When the line containing "use std::time::Instant;" appears in the entries below, begin printing there and stop after the line containing "ui.add_space(8.0);"; print each of those lines exactly and no other line.

----- TASK MATERIAL -----

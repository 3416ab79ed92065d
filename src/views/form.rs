//! Create/edit form for a single scope

use std::rc::Rc;

use tracing::{debug, info};

use super::alert::RemoteAlert;
use super::icons::icon_rows;
use super::route::Route;
use crate::api::{ApiError, Dispatcher, Origin, Request, Ticket};
use crate::domain::ScopeRecord;
use crate::store::{ScopeModel, SharedStore};

/// Editable copy of the form inputs
#[derive(Debug, Clone, Default, PartialEq, Eq)]
pub struct ScopeFormFields {
    pub value: String,
    pub description: String,
    pub icon: String,
    pub default_scope: bool,
    pub allow_dyn_reg: bool,
    pub structured: bool,
    pub structured_param_description: String,
}

impl From<&ScopeRecord> for ScopeFormFields {
    fn from(record: &ScopeRecord) -> Self {
        Self {
            value: record.value.clone(),
            description: record.description.clone().unwrap_or_default(),
            icon: record.icon.clone().unwrap_or_default(),
            default_scope: record.default_scope,
            allow_dyn_reg: record.allow_dyn_reg,
            structured: record.structured,
            structured_param_description: record
                .structured_param_description
                .clone()
                .unwrap_or_default(),
        }
    }
}

impl ScopeFormFields {
    /// Copy the inputs onto `base`, keeping fields the form does not edit
    pub fn apply_to(&self, base: &ScopeRecord) -> ScopeRecord {
        ScopeRecord {
            value: self.value.trim().to_string(),
            description: non_empty(&self.description),
            icon: non_empty(&self.icon),
            default_scope: self.default_scope,
            allow_dyn_reg: self.allow_dyn_reg,
            structured: self.structured,
            structured_param_description: non_empty(&self.structured_param_description),
            ..base.clone()
        }
    }
}

fn non_empty(text: &str) -> Option<String> {
    if text.trim().is_empty() {
        None
    } else {
        Some(text.to_string())
    }
}

/// What happened when the user pressed save
#[derive(Debug, Clone, Copy, PartialEq, Eq)]
pub enum SaveOutcome {
    /// Blank scope value; nothing was sent
    Rejected,
    /// A save is already in flight
    Busy,
    /// The save request was queued
    Submitted(Ticket),
}

/// What the admin should do after a save completed
#[derive(Debug, Clone, PartialEq, Eq)]
pub enum SaveResult {
    Navigate(Route),
    Alert(RemoteAlert),
}

/// Form bound to one scope, new or existing
pub struct ScopeFormView {
    model: Rc<ScopeModel>,
    fields: ScopeFormFields,
    structured_param_visible: bool,
    icon_picker_open: bool,
    saving: Option<Ticket>,
}

impl ScopeFormView {
    /// Form for a scope that does not exist yet
    pub fn new_scope() -> Self {
        Self::edit(ScopeModel::new(ScopeRecord::default()))
    }

    /// Form bound to an existing scope
    pub fn edit(model: Rc<ScopeModel>) -> Self {
        let mut view = Self {
            model,
            fields: ScopeFormFields::default(),
            structured_param_visible: false,
            icon_picker_open: false,
            saving: None,
        };
        view.render();
        view
    }

    /// Load the inputs from the bound scope
    pub fn render(&mut self) {
        self.fields = self.model.with(|record| ScopeFormFields::from(record));
        self.sync_structured_param();
    }

    pub fn model(&self) -> &Rc<ScopeModel> {
        &self.model
    }

    pub fn is_new(&self) -> bool {
        self.model.id().is_none()
    }

    pub fn title(&self) -> String {
        match self.model.id() {
            Some(_) => format!("Edit Scope: {}", self.model.value()),
            None => "New Scope".to_string(),
        }
    }

    pub fn fields(&self) -> &ScopeFormFields {
        &self.fields
    }

    pub fn fields_mut(&mut self) -> &mut ScopeFormFields {
        &mut self.fields
    }

    /// The "structured" checkbox changed
    pub fn set_structured(&mut self, checked: bool) {
        self.fields.structured = checked;
        self.sync_structured_param();
    }

    fn sync_structured_param(&mut self) {
        self.structured_param_visible = self.fields.structured;
    }

    pub fn is_structured_param_visible(&self) -> bool {
        self.structured_param_visible
    }

    pub fn open_icon_picker(&mut self) {
        self.icon_picker_open = true;
    }

    pub fn close_icon_picker(&mut self) {
        self.icon_picker_open = false;
    }

    pub fn is_icon_picker_open(&self) -> bool {
        self.icon_picker_open
    }

    /// Picker grid, shared by every form
    pub fn icon_rows(&self) -> &'static [&'static [&'static str]] {
        icon_rows()
    }

    /// Take an icon from the picker. Saved only with the rest of the form.
    pub fn select_icon(&mut self, icon: &str) {
        self.fields.icon = icon.to_string();
        self.icon_picker_open = false;
    }

    /// Validate, copy the inputs onto the scope and persist it
    pub fn save(&mut self, dispatcher: &Dispatcher) -> SaveOutcome {
        if self.saving.is_some() {
            return SaveOutcome::Busy;
        }
        if self.fields.value.trim().is_empty() {
            debug!("Refusing to save a scope with a blank value");
            return SaveOutcome::Rejected;
        }

        let record = self.fields.apply_to(&self.model.snapshot());
        self.model.set(record.clone());

        let ticket = dispatcher.submit(Origin::FormSave, Request::Save(record));
        self.saving = Some(ticket);
        SaveOutcome::Submitted(ticket)
    }

    /// Leave without saving
    pub fn cancel(&self) -> Route {
        Route::List
    }

    /// Ticket of the save in flight
    pub fn saving(&self) -> Option<Ticket> {
        self.saving
    }

    /// Apply a save completion
    pub fn on_save_result(
        &mut self,
        result: Result<ScopeRecord, ApiError>,
        store: &SharedStore,
    ) -> SaveResult {
        self.saving = None;
        match result {
            Ok(saved) => {
                apply_saved(&self.model, saved, store);
                SaveResult::Navigate(Route::List)
            }
            Err(err) => SaveResult::Alert(RemoteAlert::from_error(&err)),
        }
    }
}

/// Take the server's copy of a saved scope and make sure the store has it
pub fn apply_saved(model: &Rc<ScopeModel>, saved: ScopeRecord, store: &SharedStore) {
    info!("Saved scope {:?} ({})", saved.id, saved.value);
    model.set(saved);
    store.borrow_mut().add(model.clone());
}
//! Settings sections of the config file

use serde::{Deserialize, Serialize};

/// Connection to the authorization server
#[derive(Debug, Clone, PartialEq, Eq, Serialize, Deserialize)]
pub struct ServerSettings {
    /// Base URL of the server web application; `api/scopes` is appended
    #[serde(default = "default_base_url")]
    pub base_url: String,

    /// Bearer token sent with every request (admin access token)
    #[serde(default)]
    pub access_token: Option<String>,

    /// TCP connect timeout
    #[serde(default = "default_connect_timeout_secs")]
    pub connect_timeout_secs: u64,

    /// Read timeout per request
    #[serde(default = "default_read_timeout_secs")]
    pub read_timeout_secs: u64,
}

fn default_base_url() -> String {
    "http://localhost:8080/openid-connect-server-webapp/".to_string()
}

fn default_connect_timeout_secs() -> u64 {
    5
}

fn default_read_timeout_secs() -> u64 {
    30
}

impl Default for ServerSettings {
    fn default() -> Self {
        Self {
            base_url: default_base_url(),
            access_token: None,
            connect_timeout_secs: default_connect_timeout_secs(),
            read_timeout_secs: default_read_timeout_secs(),
        }
    }
}

/// Window settings
#[derive(Debug, Clone, PartialEq, Serialize, Deserialize)]
pub struct GuiSettings {
    #[serde(default = "default_window_width")]
    pub window_width: f32,

    #[serde(default = "default_window_height")]
    pub window_height: f32,
}

fn default_window_width() -> f32 {
    960.0
}

fn default_window_height() -> f32 {
    640.0
}

impl Default for GuiSettings {
    fn default() -> Self {
        Self {
            window_width: default_window_width(),
            window_height: default_window_height(),
        }
    }
}
//! Scope table rendering

use std::time::Instant;

use egui::RichText;
use egui_extras::{Column, TableBuilder};

use super::animations::{animated_button, with_alpha};
use super::theme::{
    ACCENT_CYAN, ACCENT_GREEN, ACCENT_PURPLE, ACCENT_RED, BG_SECONDARY, TEXT_DIM, TEXT_MUTED,
    TEXT_PRIMARY,
};
use crate::views::{AdminAction, RowContent, ScopeListView, TableVisibility};

const ROW_HEIGHT: f32 = 28.0;

/// Render the list screen: toolbar, then the table or the placeholder
pub fn render_scope_list(
    ui: &mut egui::Ui,
    list: &ScopeListView,
    now: Instant,
    actions: &mut Vec<AdminAction>,
) {
    ui.horizontal(|ui| {
        ui.label(
            RichText::new("SYSTEM SCOPES")
                .monospace()
                .size(18.0)
                .color(TEXT_PRIMARY),
        );
        ui.with_layout(egui::Layout::right_to_left(egui::Align::Center), |ui| {
            if animated_button(ui, "+ New Scope", ACCENT_CYAN, "scope_new_btn").clicked() {
                actions.push(AdminAction::NewScope);
            }
            ui.add_space(8.0);
            if animated_button(ui, "Refresh", TEXT_DIM, "scope_refresh_btn").clicked() {
                actions.push(AdminAction::RefreshList);
            }
        });
    });
    ui.add_space(12.0);
    ui.separator();
    ui.add_space(12.0);

    match list.visibility() {
        TableVisibility::Hidden => {}
        TableVisibility::Placeholder => render_placeholder(ui),
        TableVisibility::Table => render_table(ui, list, now, actions),
    }
}

fn render_placeholder(ui: &mut egui::Ui) {
    egui::Frame::NONE
        .fill(BG_SECONDARY)
        .corner_radius(4.0)
        .inner_margin(16.0)
        .show(ui, |ui| {
            ui.label(RichText::new("There are no system scopes defined.").color(TEXT_DIM));
            ui.label(
                RichText::new("Clients will only be able to request scopes registered here.")
                    .small()
                    .color(TEXT_MUTED),
            );
        });
}

fn render_table(
    ui: &mut egui::Ui,
    list: &ScopeListView,
    now: Instant,
    actions: &mut Vec<AdminAction>,
) {
    TableBuilder::new(ui)
        .striped(true)
        .cell_layout(egui::Layout::left_to_right(egui::Align::Center))
        .column(Column::exact(90.0))
        .column(Column::initial(200.0).at_least(120.0))
        .column(Column::remainder().at_least(160.0))
        .column(Column::exact(110.0))
        .column(Column::exact(130.0))
        .header(22.0, |mut header| {
            for title in ["Icon", "Scope", "Description", "Flags", ""] {
                header.col(|ui| {
                    ui.label(RichText::new(title).small().color(TEXT_MUTED));
                });
            }
        })
        .body(|mut body| {
            for row_view in list.rows() {
                let frame = row_view.removal_frame(now);
                let opacity = frame.map_or(1.0, |f| f.opacity);
                let height = frame.map_or(ROW_HEIGHT, |f| (ROW_HEIGHT * f.height).max(1.0));
                let content = row_view.content();
                let busy = row_view.pending_delete().is_some() || frame.is_some();

                body.row(height, |mut row| {
                    row.col(|ui| {
                        let icon = content.icon.as_deref().unwrap_or("");
                        ui.label(RichText::new(icon).small().color(with_alpha(TEXT_DIM, opacity)));
                    });
                    row.col(|ui| {
                        ui.label(
                            RichText::new(&content.value)
                                .monospace()
                                .color(with_alpha(ACCENT_CYAN, opacity)),
                        );
                    });
                    row.col(|ui| {
                        ui.label(
                            RichText::new(&content.description)
                                .color(with_alpha(TEXT_PRIMARY, opacity)),
                        );
                    });
                    row.col(|ui| render_flags(ui, &content, opacity));
                    row.col(|ui| {
                        if frame.is_some() {
                            return;
                        }
                        let Some(id) = content.id else {
                            return;
                        };
                        ui.add_enabled_ui(!busy, |ui| {
                            if animated_button(ui, "Edit", TEXT_DIM, ("scope_edit", id)).clicked() {
                                actions.push(AdminAction::EditScope(id));
                            }
                            if animated_button(ui, "Delete", ACCENT_RED, ("scope_delete", id))
                                .clicked()
                            {
                                actions.push(AdminAction::RequestDelete(id));
                            }
                        });
                    });
                });
            }
        });
}

fn render_flags(ui: &mut egui::Ui, content: &RowContent, opacity: f32) {
    if content.default_scope {
        ui.label(
            RichText::new("default")
                .small()
                .color(with_alpha(ACCENT_GREEN, opacity)),
        )
        .on_hover_text("Granted to new clients by default");
    }
    if let Some(tooltip) = content.dyn_reg_tooltip {
        ui.label(
            RichText::new("dyn-reg")
                .small()
                .color(with_alpha(ACCENT_PURPLE, opacity)),
        )
        .on_hover_text(tooltip);
    }
    if content.structured {
        ui.label(RichText::new("param").small().color(with_alpha(TEXT_DIM, opacity)));
    }
}
//! CLI command implementations

pub mod create;
pub mod delete;
pub mod init;
pub mod list;
pub mod show;

use scope_admin::ScopeRecord;
use scope_admin::api::{ApiError, ScopeClient};
use scope_admin::config::Config;
use scope_admin::views::{RemoteAlert, Route};

/// Client for the configured server
pub fn client(config: &Config) -> ScopeClient {
    ScopeClient::from_settings(&config.server)
}

/// Turn a failed remote call into the same text the GUI alert shows
pub fn remote_error(err: ApiError) -> anyhow::Error {
    let alert = RemoteAlert::from_error(&err);
    anyhow::anyhow!("{}: {}", alert.title, alert.body)
}

/// Screen the GUI opens on; the scope list unless `--route` names another
pub fn start_route(path: Option<&str>) -> anyhow::Result<Route> {
    match path {
        None => Ok(Route::List),
        Some(path) => Route::parse(path).ok_or_else(|| {
            anyhow::anyhow!(
                "Unknown route: {} (expected admin/scope, admin/scope/new or admin/scope/<id>)",
                path
            )
        }),
    }
}

/// One-line summary of a scope, shared by `list` and `show`
pub fn summary_line(scope: &ScopeRecord) -> String {
    let mut flags = Vec::new();
    if scope.default_scope {
        flags.push("default");
    }
    if scope.allow_dyn_reg {
        flags.push("dyn-reg");
    }
    if scope.structured {
        flags.push("structured");
    }

    let id = scope
        .id
        .map(|id| format!("#{}", id))
        .unwrap_or_else(|| "#-".to_string());
    if flags.is_empty() {
        format!("{} {}", id, scope.value)
    } else {
        format!("{} {} [{}]", id, scope.value, flags.join(", "))
    }
}

#[cfg(test)]
mod tests {
    use super::*;

    #[test]
    fn test_summary_line_flags() {
        let scope = ScopeRecord {
            id: Some(4),
            value: "openid".to_string(),
            default_scope: true,
            allow_dyn_reg: true,
            ..ScopeRecord::default()
        };
        assert_eq!(summary_line(&scope), "#4 openid [default, dyn-reg]");
        assert_eq!(summary_line(&ScopeRecord::new("email")), "#- email");
    }

    #[test]
    fn test_start_route() {
        assert_eq!(start_route(None).unwrap(), Route::List);
        assert_eq!(start_route(Some("admin/scope/new")).unwrap(), Route::New);
        assert_eq!(start_route(Some("#/admin/scope/12")).unwrap(), Route::Edit(12));
        assert!(start_route(Some("admin/clients")).is_err());
    }
}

-----

**RESULT OF THIS TASK:**
use std::time::Instant;

use egui::RichText;
use egui_extras::{Column, TableBuilder};

use super::animations::{animated_button, with_alpha};
use super::theme::{
    ACCENT_CYAN, ACCENT_GREEN, ACCENT_PURPLE, ACCENT_RED, BG_SECONDARY, TEXT_DIM, TEXT_MUTED,
    TEXT_PRIMARY,
};
use crate::views::{AdminAction, RowContent, ScopeListView, TableVisibility};

const ROW_HEIGHT: f32 = 28.0;

/// Render the list screen: toolbar, then the table or the placeholder
pub fn render_scope_list(
    ui: &mut egui::Ui,
    list: &ScopeListView,
    now: Instant,
    actions: &mut Vec<AdminAction>,
) {
    ui.horizontal(|ui| {
        ui.label(
            RichText::new("SYSTEM SCOPES")
                .monospace()
                .size(18.0)
                .color(TEXT_PRIMARY),
        );
        ui.with_layout(egui::Layout::right_to_left(egui::Align::Center), |ui| {
            if animated_button(ui, "+ New Scope", ACCENT_CYAN, "scope_new_btn").clicked() {
                actions.push(AdminAction::NewScope);
            }
            ui.add_space(8.0);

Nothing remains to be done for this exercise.